[Saved entries]
--

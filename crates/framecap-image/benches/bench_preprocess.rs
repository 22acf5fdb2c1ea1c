use criterion::{black_box, criterion_group, criterion_main, BenchmarkId, Criterion};

use framecap_image::color::rgb_from_bgr;
use framecap_image::resize::{resize_fast, InterpolationMode};
use framecap_image::{Image, ImageSize};

fn bench_preprocess(c: &mut Criterion) {
    let mut group = c.benchmark_group("preprocess");
    let frame_sizes = vec![(640, 360), (1280, 720), (1920, 1080)];
    let model_size = ImageSize {
        width: 384,
        height: 384,
    };

    for (width, height) in frame_sizes {
        let frame_size = ImageSize { width, height };
        let id = format!("{}x{}", width, height);
        let frame = Image::<u8, 3>::new(frame_size, vec![0u8; width * height * 3]).unwrap();

        let mut rgb = Image::<u8, 3>::from_size_val(frame_size, 0).unwrap();
        let mut resized = Image::<u8, 3>::from_size_val(model_size, 0).unwrap();

        group.bench_with_input(BenchmarkId::new("rgb_from_bgr", &id), &frame, |b, i| {
            b.iter(|| rgb_from_bgr(black_box(i), black_box(&mut rgb)))
        });
        group.bench_with_input(BenchmarkId::new("resize_bicubic", &id), &frame, |b, i| {
            b.iter(|| {
                resize_fast(
                    black_box(i),
                    black_box(&mut resized),
                    InterpolationMode::Bicubic,
                )
            })
        });
        group.bench_with_input(BenchmarkId::new("resize_bilinear", &id), &frame, |b, i| {
            b.iter(|| {
                resize_fast(
                    black_box(i),
                    black_box(&mut resized),
                    InterpolationMode::Bilinear,
                )
            })
        });
        group.bench_with_input(BenchmarkId::new("resize_nearest", &id), &frame, |b, i| {
            b.iter(|| {
                resize_fast(
                    black_box(i),
                    black_box(&mut resized),
                    InterpolationMode::Nearest,
                )
            })
        });
    }
    group.finish();
}

criterion_group!(benches, bench_preprocess);
criterion_main!(benches);
use candle_core::{DType, Device};

/// Select the compute device and the matching weights precision.
///
/// NOTE: to run on Cuda, build with the `cuda` feature.
pub(crate) fn select_device(force_cpu: bool) -> (Device, DType) {
    if force_cpu {
        return (Device::Cpu, DType::F32);
    }

    #[cfg(feature = "cuda")]
    let (device, dtype) = match Device::cuda_if_available(0) {
        Ok(device) if device.is_cuda() => (device, DType::BF16),
        Ok(device) => {
            log::warn!("CUDA not available, defaulting to CPU");
            (device, DType::F32)
        }
        Err(e) => {
            log::warn!("CUDA not available, defaulting to CPU: {e}");
            (Device::Cpu, DType::F32)
        }
    };

    #[cfg(not(feature = "cuda"))]
    let (device, dtype) = (Device::Cpu, DType::F32);

    (device, dtype)
}

#[cfg(test)]
mod tests {
    use candle_core::DType;

    #[test]
    fn force_cpu() {
        let (device, dtype) = super::select_device(true);
        assert!(device.is_cpu());
        assert_eq!(dtype, DType::F32);
    }
}
/// An error type for frame sources.
#[derive(thiserror::Error, Debug)]
pub enum StreamCaptureError {
    /// An error occurred during GStreamer initialization or pipeline parsing.
    #[cfg(feature = "gstreamer")]
    #[error(transparent)]
    GStreamerError(#[from] gstreamer::glib::Error),

    /// An error occurred during GStreamer downcast of a pipeline element.
    #[cfg(feature = "gstreamer")]
    #[error("Failed to downcast pipeline")]
    DowncastPipelineError(gstreamer::Element),

    /// An error occurred during GStreamer to set the pipeline state.
    #[cfg(feature = "gstreamer")]
    #[error(transparent)]
    SetPipelineStateError(#[from] gstreamer::StateChangeError),

    /// An element could not be found in the pipeline.
    #[error("Failed to get an element by name")]
    GetElementByNameError,

    /// The caps of a sample are missing or cannot be parsed.
    #[error("Failed caps: {0}")]
    GetCapsError(String),

    /// The buffer of a sample is missing or cannot be mapped.
    #[error("Failed to get the buffer from the sample")]
    GetBufferError,

    /// The pipeline posted an error on its bus.
    #[error("Pipeline error: {0}")]
    PipelineError(String),

    /// A frame was requested before the pipeline was started.
    #[error("Pipeline is not running")]
    PipelineNotRunning,

    /// A decoded frame does not have the expected layout.
    #[error("Invalid image format: {0}")]
    InvalidImageFormat(String),

    /// A decoded frame could not be wrapped into an image.
    #[error(transparent)]
    ImageError(#[from] framecap_image::ImageError),
}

--

## Task directions
Return every line holding the word "width" from the records.

## Expected answer
        width: 384,
    for (width, height) in frame_sizes {
        let frame_size = ImageSize { width, height };
        let id = format!("{}x{}", width, height);
        let frame = Image::<u8, 3>::new(frame_size, vec![0u8; width * height * 3]).unwrap();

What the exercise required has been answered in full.